To the Stockholders of The Spain Fund, Inc.:

      Notice is hereby given that the Annual Meeting of Stockholders (the
"Meeting") of The Spain Fund, Inc., a Maryland corporation (the "Fund"), will be
held at the offices of the Fund, 1345 Avenue of the Americas, 33rd Floor, New
York, New York 10105, on Wednesday, June 29, 2005 at 11:00 a.m., for the
following purposes, which are more fully described in the accompanying Proxy
Statement dated May 20, 2005:

      1. To elect three Directors of the Fund to hold office for a term of three
years, each such Director to hold office until his successor is duly elected and
qualifies; and

      2. To transact such other business as may properly come before the
Meeting.

      The Board of Directors has fixed the close of business on May 6, 2005 as
the record date for the determination of stockholders entitled to notice of, and
to vote at, the Meeting or any postponement or adjournment thereof. The enclosed
proxy is being solicited on behalf of the Board of Directors of the Fund. Each
stockholder who does not expect to attend the Meeting in person is requested to
complete, date, sign and promptly return the enclosed proxy card.

                                             By Order of the Board of Directors,

                                             Mark R. Manley
                                             Secretary

New York, New York
May 20, 2005

--------------------------------------------------------------------------------
                             YOUR VOTE IS IMPORTANT

      Please indicate your voting directions on the enclosed Proxy Card, sign
and date it, and return it in the envelope provided, which needs no postage if
mailed in the United States. Your vote is very important no matter how many
shares you own. Please mark and mail your proxy card promptly in order to save
the Fund any additional expense of further proxy solicitation and in order for
the Meeting to be held as scheduled.
--------------------------------------------------------------------------------

(SM) This registered service mark used under license from the owner.



                                PROXY STATEMENT

                              THE SPAIN FUND, INC.

                           1345 Avenue of the Americas
                            New York, New York 10105

                              --------------------

                         ANNUAL MEETING OF STOCKHOLDERS

                                  June 29, 2005

                              --------------------

                                  INTRODUCTION

      This Proxy Statement is furnished in connection with the solicitation of
proxies on behalf of the Board of Directors of The Spain Fund, Inc., a Maryland
corporation (the "Fund"), to be voted at the Annual Meeting of Stockholders of
the Fund (the "Meeting"), to be held at the offices of the Fund, 1345 Avenue of
the Americas, 33rd Floor, New York, New York 10105, on Wednesday, June 29, 2005
at 11:00 a.m.

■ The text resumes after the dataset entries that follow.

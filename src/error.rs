//! Error types shared across the server.

use std::io;
use std::net::AddrParseError;
use std::path::{Path, PathBuf};

/// Why a static resource could not be served.
///
/// Every variant ends the static handling for the request; the dispatcher
/// then falls back to the not-found document.
#[derive(Debug, thiserror::Error)]
pub enum ResourceError {
    #[error("request path '{0}' does not resolve inside the static root")]
    Unresolvable(String),

    #[error("resource '{}' not found", path.display())]
    NotFound { path: PathBuf },

    #[error("resource '{}' is not a regular file", path.display())]
    NotAFile { path: PathBuf },

    #[error("failed to read '{}': {source}", path.display())]
    Io { path: PathBuf, source: io::Error },
}

impl ResourceError {
    /// Classify an I/O error raised while touching `path`
    pub fn from_io(path: &Path, source: io::Error) -> Self {
        if source.kind() == io::ErrorKind::NotFound {
            Self::NotFound {
                path: path.to_path_buf(),
            }
        } else {
            Self::Io {
                path: path.to_path_buf(),
                source,
            }
        }
    }

    /// Missing or unresolvable resources are routine 404s, not failures
    pub const fn is_routine(&self) -> bool {
        matches!(self, Self::Unresolvable(_) | Self::NotFound { .. })
    }
}

/// Errors that stop the server before it starts accepting connections.
#[derive(Debug, thiserror::Error)]
pub enum StartupError {
    #[error("failed to load configuration: {0}")]
    Config(#[from] config::ConfigError),

    #[error("invalid listen address '{addr}': {source}")]
    Address {
        addr: String,
        source: AddrParseError,
    },

    #[error("failed to bind {addr}: {source}")]
    Bind {
        addr: std::net::SocketAddr,
        source: io::Error,
    },

    #[error("failed to open log file: {0}")]
    Logger(io::Error),
}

The solicitation will be made by mail and the cost will be borne
by the Fund. The Notice of Meeting, this Proxy Statement and the accompanying
Proxy Card are being mailed to stockholders on or about May 20, 2005.

      The Board of Directors has fixed the close of business on May 6, 2005 as
the record date for the determination of stockholders entitled to notice of, and
to vote at, the Meeting and at any postponement or adjournment thereof (the
"Record Date"). The outstanding voting shares of the Fund as of the Record Date
consisted of 8,714,577 shares of common stock, each share being entitled to one
vote. All properly executed and timely received proxies will be voted at the
Meeting in accordance with the instructions marked thereon or otherwise provided
therein. Accordingly, unless instructions to the contrary are marked, proxies
solicited on behalf of the Board of Directors will be voted for the election of
three Directors (Proposal One). Any stockholder may revoke that stockholder's
proxy at any time prior to the exercise thereof by giving written notice to the
Secretary of the Fund at 1345 Avenue of the Americas, New York, New York 10105,
by signing and delivering to the Secretary another proxy of a later date or by
personally voting at the Meeting.

      Properly executed proxies may be returned with instructions to abstain
from voting or to withhold authority to vote (an "abstention"). The shares
represented by abstentions will be considered present for purposes of
determining the existence of a quorum for the transaction of business. With
respect to Proposal One, which is a matter to be determined by an affirmative
vote of the holders of a majority of the outstanding shares of common stock of
the Fund, an abstention will have the effect of a vote against the Proposal. If
any proposal, other than Proposal One, properly comes before the Meeting, shares
represented by proxies will be voted on all such proposals in the discretion of
the person or persons holding the proxies.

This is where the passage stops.